> _Problem to work on_:
Output, without alteration, the first line of the entries and each line after it, stopping with the line that contains "and below 80.".

> _Data records_:
========================================
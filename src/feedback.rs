use std::fmt::Write;

use crate::{ScoreCategories, HP};

// ---------------------------------------------------------------------------
// Rubric tables
// ---------------------------------------------------------------------------

struct CompetencyRubric {
    heading: &'static str,
    /// Level descriptions indexed by level, 0 through 5.
    levels: [&'static str; 6],
    /// Improvement bullets shown below 160, below 120 and below 80.
    advice: [[&'static str; 2]; 3],
}

const ADVICE_CEILINGS: [u32; 3] = [160, 120, 80];

static RUBRICS: [CompetencyRubric; 5] = [
    CompetencyRubric {
        heading: "Competência 1 - Demonstrar domínio da norma padrão da língua escrita",
        levels: [
            "Demonstra desconhecimento da modalidade escrita formal da língua portuguesa.",
            "Demonstra domínio precário da modalidade escrita formal da língua portuguesa, de forma sistemática, com diversificados e frequentes desvios gramaticais, de escolha de registro e de convenções da escrita.",
            "Demonstra domínio insuficiente da modalidade escrita formal da língua portuguesa, com muitos desvios gramaticais, de escolha de registro e de convenções da escrita.",
            "Demonstra domínio mediano da modalidade escrita formal da língua portuguesa e de escolha de registro, com alguns desvios gramaticais e de convenções da escrita.",
            "Demonstra bom domínio da modalidade escrita formal da língua portuguesa e de escolha de registro, com poucos desvios gramaticais e de convenções da escrita.",
            "Demonstra excelente domínio da modalidade escrita formal da língua portuguesa e de escolha de registro. Desvios gramaticais ou de convenções da escrita serão aceitos somente como excepcionalidade e quando não caracterizarem reincidência.",
        ],
        advice: [
            [
                "Revise as regras de concordância verbal e nominal.",
                "Atente-se à pontuação, principalmente ao uso de vírgulas.",
            ],
            [
                "Evite expressões coloquiais e gírias.",
                "Cuide da ortografia e da acentuação.",
            ],
            [
                "Estude as regras básicas de sintaxe da língua portuguesa.",
                "Consulte um dicionário em caso de dúvidas na grafia das palavras.",
            ],
        ],
    },
    CompetencyRubric {
        heading: "Competência 2 - Compreender a proposta e aplicar conceitos das várias áreas de conhecimento",
        levels: [
            "Fuga ao tema/não atendimento à estrutura dissertativo-argumentativa.",
            "Apresenta o assunto, tangenciando o tema, ou demonstra domínio precário do texto dissertativo-argumentativo, com traços constantes de outros tipos textuais.",
            "Desenvolve o tema recorrendo à cópia de trechos dos textos motivadores ou apresenta domínio insuficiente do texto dissertativo-argumentativo, não atendendo à estrutura com proposição, argumentação e conclusão.",
            "Desenvolve o tema por meio de argumentação previsível e apresenta domínio mediano do texto dissertativo-argumentativo, com proposição, argumentação e conclusão.",
            "Desenvolve o tema por meio de argumentação consistente e apresenta bom domínio do texto dissertativo-argumentativo, com proposição, argumentação e conclusão.",
            "Desenvolve o tema por meio de argumentação consistente, a partir de um repertório sociocultural produtivo e apresenta excelente domínio do texto dissertativo-argumentativo.",
        ],
        advice: [
            [
                "Enriqueça seu texto com repertório sociocultural (filosofia, literatura, história, ciências, etc.).",
                "Certifique-se de abordar o tema de forma direta, sem tangenciamentos.",
            ],
            [
                "Estruture melhor seu texto em introdução, desenvolvimento e conclusão.",
                "Evite copiar trechos dos textos motivadores.",
            ],
            [
                "Estude a estrutura do texto dissertativo-argumentativo.",
                "Leia sobre o tema antes de escrever, para ampliar seu repertório.",
            ],
        ],
    },
    CompetencyRubric {
        heading: "Competência 3 - Selecionar, relacionar, organizar e interpretar informações",
        levels: [
            "Apresenta informações, fatos e opiniões não relacionados ao tema e sem defesa de um ponto de vista.",
            "Apresenta informações, fatos e opiniões pouco relacionados ao tema ou incoerentes e sem defesa de um ponto de vista.",
            "Apresenta informações, fatos e opiniões relacionados ao tema, mas desorganizados ou contraditórios e limitados aos argumentos dos textos motivadores, em defesa de um ponto de vista.",
            "Apresenta informações, fatos e opiniões relacionados ao tema, limitados aos argumentos dos textos motivadores e pouco organizados, em defesa de um ponto de vista.",
            "Apresenta informações, fatos e opiniões relacionados ao tema, de forma organizada, com indícios de autoria, em defesa de um ponto de vista.",
            "Apresenta informações, fatos e opiniões relacionados ao tema proposto, de forma consistente e organizada, configurando autoria, em defesa de um ponto de vista.",
        ],
        advice: [
            [
                "Organize melhor seus argumentos, desenvolvendo-os de forma mais aprofundada.",
                "Apresente exemplos concretos para fundamentar seus argumentos.",
            ],
            [
                "Articule melhor as informações, evitando contradições entre seus argumentos.",
                "Vá além dos textos motivadores, trazendo informações de seu conhecimento.",
            ],
            [
                "Defina claramente seu ponto de vista logo na introdução.",
                "Selecione informações relevantes e pertinentes ao tema.",
            ],
        ],
    },
    CompetencyRubric {
        heading: "Competência 4 - Demonstrar conhecimento dos mecanismos linguísticos",
        levels: [
            "Não articula as informações.",
            "Articula as partes do texto de forma precária e apresenta repertório limitado de recursos coesivos.",
            "Articula as partes do texto, de forma insuficiente, com muitas inadequações, e apresenta repertório limitado de recursos coesivos.",
            "Articula as partes do texto, de forma mediana, com inadequações, e apresenta repertório pouco diversificado de recursos coesivos.",
            "Articula as partes do texto com poucas inadequações e apresenta repertório diversificado de recursos coesivos.",
            "Articula bem as partes do texto e apresenta repertório diversificado de recursos coesivos.",
        ],
        advice: [
            [
                "Utilize mais conectivos para articular ideias (portanto, entretanto, além disso, etc.).",
                "Evite repetições desnecessárias, usando pronomes e sinônimos.",
            ],
            [
                "Dê mais atenção às transições entre parágrafos.",
                "Diversifique o vocabulário e os recursos coesivos.",
            ],
            [
                "Estude os mecanismos de coesão textual.",
                "Revise a estrutura dos períodos, preferindo frases mais claras e diretas.",
            ],
        ],
    },
    CompetencyRubric {
        heading: "Competência 5 - Elaborar proposta de intervenção para o problema",
        levels: [
            "Não apresenta proposta de intervenção ou apresenta proposta não relacionada ao tema ou ao assunto.",
            "Apresenta proposta de intervenção vaga, precária ou relacionada apenas ao assunto.",
            "Elabora, de forma insuficiente, proposta de intervenção relacionada ao tema, ou não articulada com a discussão desenvolvida no texto.",
            "Elabora, de forma mediana, proposta de intervenção relacionada ao tema e articulada à discussão desenvolvida no texto.",
            "Elabora bem proposta de intervenção relacionada ao tema e articulada à discussão desenvolvida no texto.",
            "Elabora muito bem proposta de intervenção, detalhada, relacionada ao tema e articulada à discussão desenvolvida no texto.",
        ],
        advice: [
            [
                "Detalhe mais sua proposta de intervenção, especificando agentes, ações, meios e efeitos.",
                "Articule melhor a proposta com os argumentos desenvolvidos no texto.",
            ],
            [
                "Desenvolva uma proposta viável e específica, não genérica.",
                "Explique como sua proposta poderia ser implementada na prática.",
            ],
            [
                "Sempre inclua uma proposta de intervenção na conclusão.",
                "Mencione explicitamente os agentes responsáveis pela intervenção.",
            ],
        ],
    },
];

// ---------------------------------------------------------------------------
// Helpers
// ---------------------------------------------------------------------------

/// Rubric level 0..=5, floored rather than matched exactly, so a bonus score
/// such as 180 reads as Nível 4 instead of Nível 0.
fn level_for(score: u32) -> usize {
    (score / HP.scale_step).min(5) as usize
}

fn overall_remark(total: u32) -> &'static str {
    if total >= HP.band_excellent_min {
        "Sua redação está excelente! Você demonstra ótimo domínio da escrita formal, argumentação consistente, repertório sociocultural produtivo e proposta de intervenção bem detalhada. Continue assim para manter esse alto nível de desempenho."
    } else if total >= HP.band_very_good_min {
        "Sua redação está muito boa! Você demonstra bom domínio da escrita formal, argumentação bem desenvolvida e proposta de intervenção adequada. Com alguns ajustes pontuais, poderá alcançar a faixa de excelência."
    } else if total >= HP.band_above_average_min {
        "Sua redação está acima da média! Você demonstra domínio adequado da escrita formal e boa compreensão do tema. Para melhorar, enriqueça seu repertório sociocultural e torne sua proposta de intervenção mais detalhada."
    } else if total >= HP.band_average_min {
        "Sua redação está na média. Você compreende a estrutura dissertativa-argumentativa, mas ainda há aspectos a melhorar, como coesão textual, desenvolvimento dos argumentos e elaboração da proposta de intervenção."
    } else if total >= HP.band_needs_work_min {
        "Sua redação precisa de aprimoramento. Há fragilidades na argumentação, uso dos recursos coesivos e domínio da norma padrão. Recomenda-se mais leitura e prática de escrita."
    } else {
        "Sua redação apresenta diversos pontos críticos que precisam ser trabalhados. Recomenda-se revisar a estrutura dissertativa-argumentativa, estudar a norma padrão e praticar mais a escrita."
    }
}

fn format_zero_feedback(reason: &str) -> String {
    let mut out = String::from("# REDAÇÃO COM NOTA ZERO\n\n");
    let _ = write!(out, "## Motivo\n{reason}\n\n");

    out.push_str("## Considerações\n");
    out.push_str("De acordo com os critérios do ENEM, sua redação recebeu nota zero pelo motivo indicado acima. ");

    let too_short = reason.contains("linhas") || reason.contains("palavras");
    let off_topic = reason.contains("tema");

    if too_short {
        out.push_str("Redações com menos de 7 linhas são consideradas \"textos insuficientes\" e recebem automaticamente nota zero em todas as competências.");
    } else if off_topic {
        out.push_str("Redações que não abordam o tema proposto são consideradas \"fugas ao tema\" e recebem automaticamente nota zero em todas as competências.");
    }

    out.push_str("\n\n## Recomendações\n");
    out.push_str("Para melhorar em futuras produções, observe as seguintes recomendações:\n\n");

    let recommendations: &[&str] = if too_short {
        &[
            "Desenvolva seu texto com pelo menos 20-25 linhas (equivalente a cerca de 200-250 palavras)",
            "Distribua adequadamente suas ideias em introdução, desenvolvimento (com pelo menos 2 parágrafos) e conclusão",
            "Desenvolva seus argumentos com exemplos e explicações",
        ]
    } else if off_topic {
        &[
            "Leia atentamente a proposta de redação e os textos motivadores",
            "Identifique claramente o tema antes de começar a escrever",
            "Elabore uma tese relacionada diretamente ao tema proposto",
            "Desenvolva argumentos que sustentem sua tese e estejam conectados ao tema",
        ]
    } else {
        &[
            "Estude a estrutura do texto dissertativo-argumentativo (introdução, desenvolvimento e conclusão)",
            "Apresente um ponto de vista claro sobre o tema",
            "Elabore uma proposta de intervenção para o problema abordado",
        ]
    };
    let bullets: Vec<String> = recommendations.iter().map(|r| format!("- {r}")).collect();
    out.push_str(&bullets.join("\n"));

    out
}

fn push_competency(out: &mut String, rubric: &CompetencyRubric, score: u32) {
    let level = level_for(score);
    let _ = writeln!(out, "## {}", rubric.heading);
    let _ = write!(out, "Nota: {score}/200 pontos\n\n");
    let _ = write!(out, "**Nível {level}:** {}\n\n", rubric.levels[level]);

    out.push_str("### Recomendações para melhorar:");
    for (ceiling, bullets) in ADVICE_CEILINGS.iter().zip(rubric.advice.iter()) {
        if score < *ceiling {
            for bullet in bullets {
                let _ = write!(out, "\n- {bullet}");
            }
        }
    }
    out.push_str("\n\n");
}

// ---------------------------------------------------------------------------
// Public API
// ---------------------------------------------------------------------------

pub fn format_feedback(
    categories: &ScoreCategories,
    total: u32,
    zero_reason: Option<&str>,
    title: Option<&str>,
) -> String {
    if let Some(reason) = zero_reason {
        return format_zero_feedback(reason);
    }

    let mut out = String::from("# ANÁLISE DA REDAÇÃO - CRITÉRIOS ENEM\n\n");
    if let Some(title) = title.filter(|t| !t.trim().is_empty()) {
        let _ = write!(out, "## Título: {title}\n\n");
    }

    for (rubric, score) in RUBRICS.iter().zip(categories.as_array()) {
        push_competency(&mut out, rubric, score);
    }

    let _ = write!(out, "# Nota Final: {total}/1000 pontos\n\n");
    out.push_str("## Avaliação Geral\n");
    out.push_str(overall_remark(total));
    out
}

#[cfg(test)]
mod tests {
    use super::*;

    #[test]
    fn levels_follow_the_scale() {
        assert_eq!(level_for(0), 0);
        assert_eq!(level_for(40), 1);
        assert_eq!(level_for(120), 3);
        assert_eq!(level_for(180), 4);
        assert_eq!(level_for(200), 5);
    }

    #[test]
    fn top_scores_get_no_advice_bullets() {
        let mut out = String::new();
        push_competency(&mut out, &RUBRICS[0], 200);
        assert!(!out.contains("\n- "));
    }

    #[test]
    fn low_scores_accumulate_every_advice_tier() {
        let mut out = String::new();
        push_competency(&mut out, &RUBRICS[3], 40);
        assert_eq!(out.matches("\n- ").count(), 6);
    }
}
========================================
> _Solution to the problem_:
filename src/feedback.rs
use std::fmt::Write;

use crate::{ScoreCategories, HP};

// ---------------------------------------------------------------------------
// Rubric tables
// ---------------------------------------------------------------------------

struct CompetencyRubric {
    heading: &'static str,
    /// Level descriptions indexed by level, 0 through 5.
    levels: [&'static str; 6],
    /// Improvement bullets shown below 160, below 120 and below 80.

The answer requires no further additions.